Ramadan Maxhana de l'Institut Kosovar pour la Justice a déclaré que ce n'est pas la première fois que le premier ministre est déclaré publiquement contre le système judiciaire. Selon lui, le premier ministre du pays n'aurait pas à parler des nominations des procureurs, car il n'y a aucune compétence pour le faire. Il a dit ses propositions pour l'accusation [...]
Selon lui, le premier ministre du pays n'aurait pas à parler des nominations des procureurs, car il n'y a aucune compétence pour le faire.
Il a dit que les propositions pour les procureurs font le Conseil du Procument du Kosovo et que le décret n'appartient qu'au président du pays.
“À la dernière session, j'ai vu deux parties, les accusations du gouvernement contre l'accusation et l'autre partie de l'opposition faisant l'objet d'un procès public à Nagip Krasniqi. Ce qui doit être vu des deux côtés est que la justice étant mise en place dans le cas de”, il est exprimé dans T7.

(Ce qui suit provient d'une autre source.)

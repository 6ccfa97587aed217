/// Check if a string is a valid JavaScript identifier (ASCII subset)
///
/// A valid identifier must:
/// - Not be empty
/// - Start with a letter (a-z, A-Z), underscore (_) or dollar sign ($)
/// - Contain only alphanumeric characters, underscores or dollar signs
pub fn is_valid_identifier(name: &str) -> bool {
    let Some(first_char) = name.chars().next() else {
        return false;
    };
    if !first_char.is_ascii_alphabetic() && first_char != '_' && first_char != '$' {
        return false;
    }

    name.chars()
        .all(|c| c.is_ascii_alphanumeric() || c == '_' || c == '$')
}

/// Strip every whitespace character from a display name.
///
/// Examples:
///   - "Skeleton" -> "Skeleton"
///   - "Story Behind" -> "StoryBehind"
///   - "Magical  Chat\tInput" -> "MagicalChatInput"
pub fn strip_whitespace(name: &str) -> String {
    name.chars().filter(|c| !c.is_whitespace()).collect()
}

/// Turn a display name into a symbol that is safe to emit in generated code.
///
/// Whitespace is removed, characters that cannot appear in an identifier are
/// dropped, and a leading digit gets a `Component` prefix. An empty result
/// becomes `Component`.
pub fn symbol_for_display_name(name: &str) -> String {
    let stripped: String = strip_whitespace(name)
        .chars()
        .filter(|c| c.is_ascii_alphanumeric() || *c == '_' || *c == '$')
        .collect();

    if stripped.is_empty() {
        return "Component".to_string();
    }
    if is_valid_identifier(&stripped) {
        stripped
    } else {
        format!("Component{}", stripped)
    }
}

#[cfg(test)]
mod tests {
    use super::*;

    #[test]
    fn test_is_valid_identifier_valid_names() {
        assert!(is_valid_identifier("Skeleton"));
        assert!(is_valid_identifier("_private"));
        assert!(is_valid_identifier("$store"));
        assert!(is_valid_identifier("name123"));
        assert!(is_valid_identifier("AIChatShowcase"));
    }

    #[test]
    fn test_is_valid_identifier_invalid_names() {
        assert!(!is_valid_identifier(""));
        assert!(!is_valid_identifier("3DScene"));
        assert!(!is_valid_identifier("has-dash"));
        assert!(!is_valid_identifier("has space"));
        assert!(!is_valid_identifier("has.dot"));
    }

    #[test]
    fn test_strip_whitespace() {
        assert_eq!(strip_whitespace("Skeleton"), "Skeleton");
        assert_eq!(strip_whitespace("Story Behind"), "StoryBehind");
        assert_eq!(strip_whitespace(" Magical  Chat\tInput "), "MagicalChatInput");
    }

    #[test]
    fn test_symbol_for_display_name() {
        assert_eq!(symbol_for_display_name("AI Chat"), "AIChat");
        assert_eq!(symbol_for_display_name("Before/After Slider"), "BeforeAfterSlider");
        assert_eq!(symbol_for_display_name("3D Globe"), "Component3DGlobe");
        assert_eq!(symbol_for_display_name("✨"), "Component");
    }
}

Le premier ministre, dans le cas concret de la nomination du procureur en chef, n'a aucune compétence et n'est pas à sa discrétion à décider s'il faut ou non devenir procureur, car cette compétence appartient à la présidence de la République du Kosovo. En tant qu'ICD, nous avons été contre M. Buying Isufaj pour le grand public, et nous avons eu nos raisons parce que nous n'avions pas l'intégrité du processus de recrutement, mais quand des déclarations comme celles-ci viennent, ils sont considérés comme une intervention”, Glorim Makshana de l'ICD a dit.
Selon lui, il y a déjà eu des cas où des hommes politiques ont mentionné le nom de juges et de procureurs pour certains cas, et selon lui, ces cas présentent une intervention directe du système judiciaire.